For my 21st birthday this year I took a roadtrip to New Orleans and the first drink I had was an Absinthe Frappe at the Old Absinthe House.

This design is inspired by that spirit, which is light green in color and has a strong licorice taste, owing to one of it's main ingredients: Anise, where my doll also derives her name from. Much of my inspiration came from 18th century Art Nouveau posters, and from artists such as Alphonse Mucha, Henri Privat-Livemont, Toulouse-Lautrec, and Gustav Klimt. Toulouse-Lautrec himself was a fan of absinthe; he had a cane custom made for holding the drink so that he always had some on him and is responsible for the invention of the cocktail, "Earthquake", an almost lethal mix of half absinthe and half cognac. I have always especially admired Mucha's jewelry designs, and I drew a lot of inspiration for the accessories from those. There is also some Indian influence, which I saw a lot of on my trip to New Orleans, in both the antique stores and in the music. Of course I also sought inspiration from the countless jazz and Mardi Gras costumes I saw in the museums and vintage clothing stores. Most of my inspiration, however, came from my experience in beautiful New Orleans, and this design is a sort of collage of memories from my trip.
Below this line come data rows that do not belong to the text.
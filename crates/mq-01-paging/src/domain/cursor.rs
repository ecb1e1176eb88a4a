//! # Page Cursor
//!
//! Per-queue read and acknowledgement position over an address's pages.
//!
//! ## Invariants
//!
//! | Invariant | Description |
//! |-----------|-------------|
//! | Frontier monotonic | `ack_frontier` never moves backwards |
//! | No re-delivery of acked | Positions before the frontier or in the ahead-set are skipped |
//! | Ordered delivery | Visible entries are delivered in position order |
//! | Stall on provisional | A cursor waits at an entry whose transaction is still committing |
//!
//! The cursor owns no file handles; it asks a [`PageIndex`] what exists.

use serde::{Deserialize, Serialize};
use shared_types::{PagePosition, QueueName};
use std::collections::BTreeSet;

/// Whether a paged entry may be delivered.
#[derive(Debug, Clone, Copy, PartialEq, Eq)]
pub enum Visibility {
    Visible,
    /// Written by a transaction that has not finished committing.
    Pending,
    /// Written by a transaction that rolled back; treated as acknowledged.
    Discarded,
}

/// Read-only view of an address's pages.
pub trait PageIndex {
    /// Messages in `page`, or `None` if the page does not exist.
    fn message_count(&self, page: u64) -> Option<u32>;

    /// Lowest existing page number strictly greater than `page`.
    fn next_page_after(&self, page: u64) -> Option<u64>;

    fn visibility(&self, position: PagePosition) -> Visibility;
}

/// Result of asking a cursor for its next message.
#[derive(Debug, Clone, Copy, PartialEq, Eq)]
pub enum CursorStep {
    Deliver(PagePosition),
    /// A previously delivered message returned for another attempt.
    Redeliver(PagePosition),
    /// Blocked behind a provisional entry.
    Stalled,
    /// Nothing left to read right now.
    CaughtUp,
}

/// Durable part of a cursor.
#[derive(Debug, Clone, PartialEq, Eq, Serialize, Deserialize)]
pub struct CursorCheckpoint {
    pub queue: QueueName,
    /// First position not yet acknowledged.
    pub ack_frontier: PagePosition,
    /// Acknowledged positions beyond the frontier.
    pub acked_ahead: Vec<PagePosition>,
}

#[derive(Debug, Clone)]
pub struct PageCursor {
    queue: QueueName,
    ack_frontier: PagePosition,
    acked_ahead: BTreeSet<PagePosition>,
    read_position: PagePosition,
    delivered: BTreeSet<PagePosition>,
    redeliveries: BTreeSet<PagePosition>,
}

/// Move `position` off the end of a page that has a successor.
fn normalize(index: &dyn PageIndex, mut position: PagePosition) -> PagePosition {
    loop {
        let exhausted = match index.message_count(position.page_number) {
            Some(count) => position.message_nr >= count,
            None => true,
        };
        if !exhausted {
            return position;
        }
        match index.next_page_after(position.page_number) {
            Some(next) => position = PagePosition::start_of(next),
            None => return position,
        }
    }
}

fn exists(index: &dyn PageIndex, position: PagePosition) -> bool {
    index
        .message_count(position.page_number)
        .is_some_and(|count| position.message_nr < count)
}

impl PageCursor {
    /// Cursor that sees everything from `start` on.
    pub fn new(queue: QueueName, start: PagePosition) -> Self {
        Self {
            queue,
            ack_frontier: start,
            acked_ahead: BTreeSet::new(),
            read_position: start,
            delivered: BTreeSet::new(),
            redeliveries: BTreeSet::new(),
        }
    }

    /// Cursor resumed after restart. Unacknowledged messages are delivered again.
    pub fn from_checkpoint(checkpoint: CursorCheckpoint) -> Self {
        Self {
            queue: checkpoint.queue,
            ack_frontier: checkpoint.ack_frontier,
            acked_ahead: checkpoint.acked_ahead.into_iter().collect(),
            read_position: checkpoint.ack_frontier,
            delivered: BTreeSet::new(),
            redeliveries: BTreeSet::new(),
        }
    }

    pub fn queue(&self) -> &QueueName {
        &self.queue
    }

    /// First position not yet acknowledged.
    pub fn ack_frontier(&self) -> PagePosition {
        self.ack_frontier
    }

    pub fn is_acked(&self, position: PagePosition) -> bool {
        position < self.ack_frontier || self.acked_ahead.contains(&position)
    }

    /// Next position to hand to the queue.
    pub fn next(&mut self, index: &dyn PageIndex) -> CursorStep {
        if let Some(position) = self.redeliveries.pop_first() {
            self.delivered.insert(position);
            return CursorStep::Redeliver(position);
        }

        loop {
            let position = normalize(index, self.read_position.max(self.ack_frontier));
            self.read_position = position;
            if !exists(index, position) {
                return CursorStep::CaughtUp;
            }
            if self.is_acked(position) {
                self.read_position = position.next_in_page();
                continue;
            }
            match index.visibility(position) {
                Visibility::Pending => return CursorStep::Stalled,
                Visibility::Discarded => {
                    self.read_position = position.next_in_page();
                    self.acknowledge(index, position);
                }
                Visibility::Visible => {
                    self.read_position = position.next_in_page();
                    self.delivered.insert(position);
                    return CursorStep::Deliver(position);
                }
            }
        }
    }

    /// Record an acknowledgement. Returns false if it was already acknowledged.
    pub fn acknowledge(&mut self, index: &dyn PageIndex, position: PagePosition) -> bool {
        if self.is_acked(position) {
            return false;
        }
        self.delivered.remove(&position);
        self.redeliveries.remove(&position);
        self.acked_ahead.insert(position);
        self.compact(index);
        true
    }

    /// Fold contiguous acknowledgements into the frontier.
    pub fn compact(&mut self, index: &dyn PageIndex) {
        loop {
            let frontier = normalize(index, self.ack_frontier);
            self.ack_frontier = frontier;
            if self.acked_ahead.remove(&frontier) {
                self.ack_frontier = frontier.next_in_page();
                continue;
            }
            if exists(index, frontier) && index.visibility(frontier) == Visibility::Discarded {
                self.ack_frontier = frontier.next_in_page();
                continue;
            }
            break;
        }
        let frontier = self.ack_frontier;
        self.acked_ahead.retain(|p| *p >= frontier);
    }

    /// Return a delivered message to the cursor for another attempt.
    pub fn redeliver(&mut self, position: PagePosition) -> bool {
        if self.delivered.remove(&position) {
            self.redeliveries.insert(position);
            true
        } else {
            false
        }
    }

    /// Return every in-delivery message, e.g. when the consumer goes away.
    pub fn redeliver_all(&mut self) -> usize {
        let delivered = std::mem::take(&mut self.delivered);
        let count = delivered.len();
        self.redeliveries.extend(delivered);
        count
    }

    /// True when every existing message has been acknowledged.
    #[cfg(test)]
    pub fn is_fully_acked(&self, index: &dyn PageIndex) -> bool {
        !exists(index, normalize(index, self.ack_frontier))
    }

    pub fn checkpoint(&self) -> CursorCheckpoint {
        CursorCheckpoint {
            queue: self.queue.clone(),
            ack_frontier: self.ack_frontier,
            acked_ahead: self.acked_ahead.iter().copied().collect(),
        }
    }
}

#[cfg(test)]
mod tests {
    use super::*;
    use std::collections::{BTreeMap, HashMap};

    #[derive(Default)]
    struct FakeIndex {
        pages: BTreeMap<u64, u32>,
        visibility: HashMap<PagePosition, Visibility>,
    }

    impl FakeIndex {
        fn with_pages(pages: &[(u64, u32)]) -> Self {
            Self {
                pages: pages.iter().copied().collect(),
                ..Default::default()
            }
        }
    }

    impl PageIndex for FakeIndex {
        fn message_count(&self, page: u64) -> Option<u32> {
            self.pages.get(&page).copied()
        }

        fn next_page_after(&self, page: u64) -> Option<u64> {
            self.pages.range(page + 1..).next().map(|(n, _)| *n)
        }

        fn visibility(&self, position: PagePosition) -> Visibility {
            self.visibility
                .get(&position)
                .copied()
                .unwrap_or(Visibility::Visible)
        }
    }

    fn queue() -> QueueName {
        QueueName::new("q").unwrap()
    }

    fn pos(page: u64, nr: u32) -> PagePosition {
        PagePosition::new(page, nr)
    }

    fn drain(cursor: &mut PageCursor, index: &FakeIndex) -> Vec<PagePosition> {
        let mut out = Vec::new();
        while let CursorStep::Deliver(p) = cursor.next(index) {
            out.push(p);
        }
        out
    }

    #[test]
    fn test_delivers_across_pages_in_order() {
        let index = FakeIndex::with_pages(&[(1, 2), (2, 1), (3, 2)]);
        let mut cursor = PageCursor::new(queue(), pos(1, 0));
        assert_eq!(
            drain(&mut cursor, &index),
            vec![pos(1, 0), pos(1, 1), pos(2, 0), pos(3, 0), pos(3, 1)]
        );
        assert_eq!(cursor.next(&index), CursorStep::CaughtUp);
    }

    #[test]
    fn test_out_of_order_acks_compact_into_frontier() {
        let index = FakeIndex::with_pages(&[(1, 3), (2, 1)]);
        let mut cursor = PageCursor::new(queue(), pos(1, 0));
        drain(&mut cursor, &index);

        assert!(cursor.acknowledge(&index, pos(1, 2)));
        assert_eq!(cursor.ack_frontier(), pos(1, 0));
        assert!(cursor.acknowledge(&index, pos(1, 0)));
        assert_eq!(cursor.ack_frontier(), pos(1, 1));
        assert!(cursor.acknowledge(&index, pos(1, 1)));
        assert_eq!(cursor.ack_frontier(), pos(2, 0));
        assert!(!cursor.is_fully_acked(&index));

        assert!(cursor.acknowledge(&index, pos(2, 0)));
        assert!(cursor.is_fully_acked(&index));
    }

    #[test]
    fn test_duplicate_ack_is_noop() {
        let index = FakeIndex::with_pages(&[(1, 2)]);
        let mut cursor = PageCursor::new(queue(), pos(1, 0));
        assert!(cursor.acknowledge(&index, pos(1, 0)));
        let before = cursor.checkpoint();
        assert!(!cursor.acknowledge(&index, pos(1, 0)));
        assert_eq!(cursor.checkpoint(), before);
    }

    #[test]
    fn test_stalls_at_pending_entry() {
        let mut index = FakeIndex::with_pages(&[(1, 3)]);
        index.visibility.insert(pos(1, 1), Visibility::Pending);
        let mut cursor = PageCursor::new(queue(), pos(1, 0));

        assert_eq!(cursor.next(&index), CursorStep::Deliver(pos(1, 0)));
        assert_eq!(cursor.next(&index), CursorStep::Stalled);
        assert_eq!(cursor.next(&index), CursorStep::Stalled);

        index.visibility.remove(&pos(1, 1));
        assert_eq!(drain(&mut cursor, &index), vec![pos(1, 1), pos(1, 2)]);
    }

    #[test]
    fn test_discarded_entries_skipped_and_count_as_acked() {
        let mut index = FakeIndex::with_pages(&[(1, 3)]);
        index.visibility.insert(pos(1, 0), Visibility::Discarded);
        index.visibility.insert(pos(1, 1), Visibility::Discarded);
        let mut cursor = PageCursor::new(queue(), pos(1, 0));

        assert_eq!(drain(&mut cursor, &index), vec![pos(1, 2)]);
        assert_eq!(cursor.ack_frontier(), pos(1, 2));
    }

    #[test]
    fn test_redelivery_comes_first() {
        let index = FakeIndex::with_pages(&[(1, 3)]);
        let mut cursor = PageCursor::new(queue(), pos(1, 0));
        assert_eq!(cursor.next(&index), CursorStep::Deliver(pos(1, 0)));
        assert_eq!(cursor.next(&index), CursorStep::Deliver(pos(1, 1)));

        assert!(cursor.redeliver(pos(1, 0)));
        assert!(!cursor.redeliver(pos(1, 2)));
        assert_eq!(cursor.next(&index), CursorStep::Redeliver(pos(1, 0)));
        assert_eq!(cursor.next(&index), CursorStep::Deliver(pos(1, 2)));
    }

    #[test]
    fn test_checkpoint_resume_skips_acked() {
        let index = FakeIndex::with_pages(&[(1, 4)]);
        let mut cursor = PageCursor::new(queue(), pos(1, 0));
        drain(&mut cursor, &index);
        cursor.acknowledge(&index, pos(1, 0));
        cursor.acknowledge(&index, pos(1, 2));

        let mut resumed = PageCursor::from_checkpoint(cursor.checkpoint());
        assert_eq!(drain(&mut resumed, &index), vec![pos(1, 1), pos(1, 3)]);
    }

    #[test]
    fn test_cursor_waits_for_page_not_yet_written() {
        let mut index = FakeIndex::with_pages(&[(1, 1)]);
        let mut cursor = PageCursor::new(queue(), pos(2, 0));
        assert_eq!(cursor.next(&index), CursorStep::CaughtUp);

        index.pages.insert(2, 1);
        assert_eq!(cursor.next(&index), CursorStep::Deliver(pos(2, 0)));
    }

    #[test]
    fn test_reclaimed_pages_are_skipped() {
        let index = FakeIndex::with_pages(&[(5, 1)]);
        let mut cursor = PageCursor::new(queue(), pos(2, 0));
        assert_eq!(cursor.next(&index), CursorStep::Deliver(pos(5, 0)));
    }
}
Anisette is wearing a bronze and enameled headpiece, displaying a mix of nautical and Indian influence and Mucha-like ear covers. The swirled black and creme design on the ear-piece reminds me both of nautilus shells and licorice twists, and the twisting, curled band reminds me of seaweed that you find washed on the shore, with the seed pods still attached. In the center is a slightly curled feather, which I would imagine to be slightly polished. Nested behind the ear-pieces there are three small bronze chains with fan-shaped beads at the end of each. The bronze itself would be antiqued and slightly polished in certain places. At the back of her head, there are four black silk ribbons, which remind me of Degas' ballerinas that I saw in some of the paintings at his house in New Orleans, and touches on the licorice theme again.

The beaded apron was inspired by a visit to the Backstreet Cultural Museum, where they have an excellent collection of the Mardi Gras Indian's costumes. Each costume takes a year or more to make, and they are made in different sections out of beaded sections of cardboard and feathers. Here is a beautiful example: http://img850.imageshack.us/i/000317261181429700.jpg/. The straps for the dress are braided fabric that wrap around the back of her neck. The dress itself is lightweight fabric that is a pale bluish-green that is faded to a darker green near the bottom. The trim at the bottom is black and white striped ribbon, but could also be made out of long seed beads, to complement the red bead fringe at the back.

I imagine her bronze and enamel belt to be made in several hinged pieces, so that it moves easily with her body. The crescent shape mirrors the nickname "Crescent City", used to describe the course of the Mississippi River around the city. Hanging from the center is a single bronze chain, again with a fan bead that matches the headpiece.

Her shoes were the place where I let my imagination go. The swooping arches remind me of river bridges, where steamboats sail through on sweet afternoons. They are kind of chunky, and round toed, to balance out the delicate look of the rest of the outfit. On each toe is a fleur de lis, which I learned a long time ago were actually used to mark slaves in New Orleans.

Her tattoo is the culmination of the theme of Anisette; a single open anise seed. I would imagine it to be done in brown and purple ink, with white highlights on each seed.

Anisette's looks were inspired by the beautiful Art Nouveau paintings of the 18th century, which often portrayed round faced, rosy cheeked women with small, plump and bright red lips. Her eyes are green, probably because she drinks so much absinthe. She reminds me a little bit of my mom in her wedding photos.